Son has been super considerate with the cooking so far. I think it’s because he is a little bored still being on vac and confined to home most of the time and I look awfully exhausted when I fall in through the back door at 5:30 after a day at work, 10 minutes a day in a supermarket getting fresh ingredients (shopping is a challenge for me) and 30 minutes at the gym. I got home tonight to find him doing a Sudoku…YAY! I have another one in the family addicted to them now! I thought I would leave him in peace to finish a puzzle and get on with dinner. It is very unfair to expect someone to interrupt their solving of a sudoku puzzle. There is an entire familiarity with the numbers that builds up as you enter the numbers and at times you just know numbers go in certain blocks without being able to rationally explain it, but you know the number layout well enough to just write them in! If you break the process, you might as well give up on that puzzle. So much thinking time is wasted if you have to put a puzzle down and pick it up again later. When I am on my own I have a SSB (secret single behaviour) which involves sudokus that I would be hard pressed to give up if I ever am fortunate enough to share my home with a magnificent significant other again (and he would have to be magnificent). I have a sudoku book in the loo and I like to complete a puzzle every morning…which means I need to be left in peace in the smallest room in my house for up to 20 minutes sometimes. And I have only one loo in my house…its an old vintage bungalow that I love more and more each day, but it has its limitations. I limit the loo sudokus to the easy ones or else I could be holed up in there all day. When my dad comes to visit, we share the puzzles, because I clearly cannot keep the loo occupied for 20 mins when there are more than just me in the house. I fill in some numbers, then he fills in a couple, then I carry on, and we can finish one between us over two days. Maybe Son can play the game too now and we can work on the more difficult ones. I digress… back to the stirfry.

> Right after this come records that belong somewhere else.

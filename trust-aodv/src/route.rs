//! # Route Module.
//!
//! Routing table entries, the table itself and the acceptance policy applied
//! when a route reply advertises a route to a known destination.

use crate::net::InterfaceAddress;
use std::{
	collections::{BTreeSet, HashMap},
	net::Ipv4Addr,
	time::Duration,
};

/// State of a routing table entry.
#[derive(Clone, Copy, Debug, PartialEq, Eq)]
pub enum RouteFlag {
	/// The route can be used for forwarding.
	Valid,
	/// The route expired or broke.
	Invalid,
	/// A discovery for the destination is outstanding.
	InSearch,
}

/// The path a packet takes out of this node.
#[derive(Clone, Copy, Debug, PartialEq, Eq)]
pub struct Ipv4Route {
	/// Final destination.
	pub destination: Ipv4Addr,
	/// Local source address.
	pub source: Ipv4Addr,
	/// Next hop.
	pub gateway: Ipv4Addr,
	/// Outgoing interface index.
	pub interface: u32,
}

/// A routing table entry.
#[derive(Clone, Debug, PartialEq, Eq)]
pub struct RouteEntry {
	/// Destination address.
	pub destination: Ipv4Addr,
	/// Next hop towards the destination.
	pub next_hop: Ipv4Addr,
	/// Outgoing interface index.
	pub interface: u32,
	/// Address of the outgoing interface.
	pub local: InterfaceAddress,
	/// Distance to the destination.
	pub hop_count: u8,
	/// Destination sequence number.
	pub seq_no: u32,
	/// Whether `seq_no` can be trusted.
	pub valid_seq_no: bool,
	/// Entry state.
	pub flag: RouteFlag,
	/// Absolute expiry time.
	pub expires_at: Duration,
	/// Neighbours that route through this entry.
	pub precursors: BTreeSet<Ipv4Addr>,
}

impl RouteEntry {
	/// A valid one-hop entry with an unknown sequence number that expires at `now`.
	/// Callers override the remaining fields with struct update syntax.
	pub fn new(
		destination: Ipv4Addr, next_hop: Ipv4Addr, interface: u32, local: InterfaceAddress,
		now: Duration,
	) -> Self {
		Self {
			destination,
			next_hop,
			interface,
			local,
			hop_count: 1,
			seq_no: 0,
			valid_seq_no: false,
			flag: RouteFlag::Valid,
			expires_at: now,
			precursors: BTreeSet::new(),
		}
	}

	/// Time left before the entry expires.
	pub fn lifetime(&self, now: Duration) -> Duration {
		self.expires_at.saturating_sub(now)
	}

	/// Makes the entry expire `lifetime` after `now`.
	pub fn set_lifetime(&mut self, lifetime: Duration, now: Duration) {
		self.expires_at = now + lifetime;
	}

	/// Records a neighbour depending on this route. Returns false if it was known.
	pub fn insert_precursor(&mut self, precursor: Ipv4Addr) -> bool {
		self.precursors.insert(precursor)
	}

	/// The route packets to the destination follow.
	pub fn route(&self) -> Ipv4Route {
		Ipv4Route {
			destination: self.destination,
			source: self.local.local,
			gateway: self.next_hop,
			interface: self.interface,
		}
	}
}

/// Whether sequence number `a` is newer than `b`, allowing for wrap-around.
pub fn seq_newer(a: u32, b: u32) -> bool {
	let diff = a.wrapping_sub(b);
	diff != 0 && diff < 1 << 31
}

/// Whether an advertised route should overwrite the existing one.
///
/// Conditions are checked in order and the first match accepts:
/// the existing sequence number is invalid; the candidate's is newer; they are
/// equal and the existing route is not valid; they are equal and the candidate
/// is shorter. Sequence numbers compare with wrap-around.
pub fn should_replace(existing: &RouteEntry, candidate: &RouteEntry) -> bool {
	if !existing.valid_seq_no {
		return true;
	}

	if seq_newer(candidate.seq_no, existing.seq_no) {
		return true;
	}
	let same = candidate.seq_no == existing.seq_no;
	if same && existing.flag != RouteFlag::Valid {
		return true;
	}
	same && candidate.hop_count < existing.hop_count
}

/// Routing table keyed by destination.
#[derive(Clone, Debug, Default)]
pub struct RoutingTable {
	entries: HashMap<Ipv4Addr, RouteEntry>,
}

impl RoutingTable {
	/// Creates an empty table.
	pub fn new() -> Self {
		Self::default()
	}

	/// Entry for the destination, whatever its state.
	pub fn lookup_route(&self, destination: Ipv4Addr) -> Option<&RouteEntry> {
		self.entries.get(&destination)
	}

	/// Mutable entry for the destination.
	pub fn lookup_route_mut(&mut self, destination: Ipv4Addr) -> Option<&mut RouteEntry> {
		self.entries.get_mut(&destination)
	}

	/// Entry for the destination if it is valid.
	pub fn lookup_valid_route(&self, destination: Ipv4Addr) -> Option<&RouteEntry> {
		self.entries.get(&destination).filter(|e| e.flag == RouteFlag::Valid)
	}

	/// Inserts a new entry. Returns false if the destination already had one.
	pub fn add_route(&mut self, entry: RouteEntry) -> bool {
		if self.entries.contains_key(&entry.destination) {
			return false;
		}
		self.entries.insert(entry.destination, entry);
		true
	}

	/// Overwrites the entry of the same destination. Returns false if there was none.
	pub fn update(&mut self, entry: RouteEntry) -> bool {
		match self.entries.get_mut(&entry.destination) {
			Some(existing) => {
				*existing = entry;
				true
			},
			None => false,
		}
	}

	/// Removes the entry for the destination.
	pub fn delete_route(&mut self, destination: Ipv4Addr) -> Option<RouteEntry> {
		self.entries.remove(&destination)
	}

	/// Marks the entry invalid and bumps its sequence number. Returns false if
	/// there was no valid entry.
	pub fn invalidate(&mut self, destination: Ipv4Addr) -> bool {
		match self.entries.get_mut(&destination) {
			Some(entry) if entry.flag == RouteFlag::Valid => {
				entry.flag = RouteFlag::Invalid;
				entry.seq_no = entry.seq_no.wrapping_add(1);
				true
			},
			_ => false,
		}
	}

	/// Invalidates valid entries whose lifetime ran out.
	pub fn purge(&mut self, now: Duration) {
		for entry in self.entries.values_mut() {
			if entry.flag == RouteFlag::Valid && entry.expires_at <= now {
				entry.flag = RouteFlag::Invalid;
			}
		}
	}

	/// All entries, in no particular order.
	pub fn iter(&self) -> impl Iterator<Item = &RouteEntry> {
		self.entries.values()
	}

	/// Number of entries.
	pub fn len(&self) -> usize {
		self.entries.len()
	}

	/// Whether the table is empty.
	pub fn is_empty(&self) -> bool {
		self.entries.is_empty()
	}
}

As soon as I looked like I was going to make a start, Son instructed me that he was going to make the meal. Now I want peace in my home and will not challenge him on anything that does not go against our families` moral fibre, so I allow him to do what he wants. I know I will make up for it when he is studying for tests and exams and has tight deadlines during the semesters.

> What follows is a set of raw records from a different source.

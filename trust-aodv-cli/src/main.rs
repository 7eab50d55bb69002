//! # Trust AODV CLI
//!
//! This crate provides a CLI interface to use the `trust-aodv` library.

#![warn(trivial_casts)]
#![deny(
	absolute_paths_not_starting_with_crate, deprecated, future_incompatible, missing_docs,
	nonstandard_style, unreachable_code, unreachable_patterns
)]
#![forbid(unsafe_code)]
#![deny(
	// Complexity
 	clippy::unnecessary_cast,
	clippy::needless_question_mark,
	// Pedantic
 	clippy::cast_lossless,
 	clippy::cast_possible_wrap,
	// Perf
	clippy::redundant_clone,
	// Restriction
 	clippy::panic,
	// Style
 	clippy::let_and_return,
 	clippy::needless_borrow
)]

mod cli;
mod fs;

use clap::Parser;
use cli::*;
use dotenv::dotenv;
use env_logger::{init_from_env, Env};
use fs::load_config;
use log::info;
use trust_aodv::AodvError;

fn main() -> Result<(), AodvError> {
	dotenv().ok();
	init_from_env(Env::default().filter_or("LOG_LEVEL", "info"));
	let mut config = load_config()?;

	match Cli::parse().mode {
		Mode::Show => info!("Protocol config:\n{:#?}", config),
		Mode::Simulate(simulate_data) => handle_simulate(&config, simulate_data)?,
		Mode::Trust(trust_data) => handle_trust(trust_data)?,
		Mode::Update(update_data) => handle_update(&mut config, update_data)?,
	};

	Ok(())
}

Chicken satay is a dish that introduced my palate to mixing peanut butter with meat. It was a mix I was unconvinced about until I tried it and I did develop a tolerance. Tonight’s recipe required a sauce of soy sauce, peanut oil, curry powder and peanut butter to be made up to fry strips of meat and then veggies once the meat was browned. Now I am not going to go out and buy ingredients that I am unlikely to use again so Son substituted the peanut oil with olive oil. We bought a magnificent 400g mature rump steak at the butchery last Saturday for this dish and today I bought a fresh Hawaiian stir-fry mix from Checkers. I do not have a working oven at the moment so I could not toast cashews, so I bought chilli cashews to add to the cooked dish just before serving. Wow... did we enjoy! The recipe is supposed to be enough for four people if served with rice or noodles. We ditched the carbs and ate the entire stir-fry between the two of us! No leftovers for lunch tomorrow! Son scored the meal at 8/10.